Look for "derive" in the material below and show each line that contains it.

---

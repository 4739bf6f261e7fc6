//! Command-line and environment configuration.

use std::path::PathBuf;

use clap::Parser;
use triage_core::TextFormatter;

/// Embedding models evaluated when none are given.
pub const DEFAULT_MODELS: [&str; 5] = [
    "all-MiniLM-L6-v2",
    "all-mpnet-base-v2",
    "paraphrase-MiniLM-L3-v2",
    "BAAI/bge-large-en-v1.5",
    "sentence-t5-base",
];

/// Classify backlog items into work colours with several embedding models
/// and write one CSV column per model.
#[derive(Debug, Parser)]
#[command(name = "triage", version, about)]
pub struct Cli {
    /// SQL file run against DuckDB to extract backlog rows (must yield a text column).
    #[arg(long, env = "TRIAGE_SQL", default_value = "sql/extract-sprint-and-description.sql")]
    pub sql: PathBuf,

    /// Where the classified CSV is written.
    #[arg(long, env = "TRIAGE_OUTPUT", default_value = "classified_backlog_all_models.csv")]
    pub output: PathBuf,

    /// Root directory holding one ONNX model directory per provider id.
    #[arg(long, env = "TRIAGE_MODELS_DIR", default_value = "models")]
    pub models_dir: PathBuf,

    /// Embedding model to evaluate; repeat (or comma-separate) for several.
    #[arg(
        long = "model",
        env = "TRIAGE_MODELS",
        value_delimiter = ',',
        default_values = DEFAULT_MODELS
    )]
    pub models: Vec<String>,

    /// JSON taxonomy file (`[{"id": ..., "prototype_text": ...}]`); built-in colours if omitted.
    #[arg(long, env = "TRIAGE_TAXONOMY")]
    pub taxonomy: Option<PathBuf>,

    /// Name of the column holding the item text.
    #[arg(long, env = "TRIAGE_TEXT_COLUMN", default_value = "text")]
    pub text_column: String,

    /// Extra prompt prefix as NEEDLE=PREFIX, applied to models whose id contains NEEDLE.
    #[arg(long = "prefix", value_name = "NEEDLE=PREFIX", value_parser = parse_prefix)]
    pub prefixes: Vec<(String, String)>,

    /// Maximum tokens per input; longer texts are truncated.
    #[arg(long, env = "TRIAGE_MAX_LENGTH", default_value_t = 256)]
    pub max_length: usize,

    /// DuckDB database file to open; in-memory if omitted.
    #[arg(long, env = "TRIAGE_DATABASE")]
    pub database: Option<PathBuf>,

    /// Verbosity (-v debug, -vv trace).
    #[arg(short, long, action = clap::ArgAction::Count)]
    pub verbose: u8,
}

impl Cli {
    /// Default formatter rules followed by any `--prefix` rules, in order.
    pub fn formatter(&self) -> TextFormatter {
        let mut formatter = TextFormatter::default();
        for (needle, prefix) in &self.prefixes {
            formatter.register_contains(needle.clone(), prefix.clone());
        }
        formatter
    }
}

fn parse_prefix(s: &str) -> Result<(String, String), String> {
    let (needle, prefix) = s
        .split_once('=')
        .ok_or_else(|| format!("expected NEEDLE=PREFIX, got {s:?}"))?;
    if needle.is_empty() {
        return Err("NEEDLE must not be empty".into());
    }
    Ok((needle.to_string(), prefix.to_string()))
}
use thiserror::Error;
use triage_core::ProviderId;

#[derive(Debug, Error)]
pub enum AiError {
    /// The named model could not be resolved or loaded.
    #[error("failed to load provider {provider}: {reason}")]
    ProviderLoad { provider: ProviderId, reason: String },

    /// An embedding had zero (or non-finite) magnitude, so cosine similarity
    /// is undefined.
    #[error("provider {provider} produced a degenerate embedding for {input:?}")]
    DegenerateEmbedding { provider: ProviderId, input: String },

    #[error("provider {provider} returned {actual}-dim embedding, expected {expected}")]
    DimensionMismatch {
        provider: ProviderId,
        expected: usize,
        actual: usize,
    },

    /// A prototype cache was used with a provider other than the one that built it.
    #[error("prototype cache built by {expected} used with provider {actual}")]
    ProviderMismatch {
        expected: ProviderId,
        actual: ProviderId,
    },

    #[error("provider {provider} failed to embed: {reason}")]
    Embed { provider: ProviderId, reason: String },
}

impl AiError {
    pub fn provider_load(provider: &ProviderId, err: impl std::fmt::Display) -> Self {
        Self::ProviderLoad {
            provider: provider.clone(),
            reason: format!("{err:#}"),
        }
    }

    pub fn embed(provider: &ProviderId, err: impl std::fmt::Display) -> Self {
        Self::Embed {
            provider: provider.clone(),
            reason: format!("{err:#}"),
        }
    }

    /// Degenerate-embedding error with the offending input shortened for logs.
    pub fn degenerate(provider: &ProviderId, input: &str) -> Self {
        const MAX_CHARS: usize = 80;
        let input = match input.char_indices().nth(MAX_CHARS) {
            Some((idx, _)) => format!("{}...", &input[..idx]),
            None => input.to_string(),
        };
        Self::DegenerateEmbedding {
            provider: provider.clone(),
            input,
        }
    }
}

---

Problem solution:
#[derive(Debug, Parser)]
#[derive(Debug, Error)]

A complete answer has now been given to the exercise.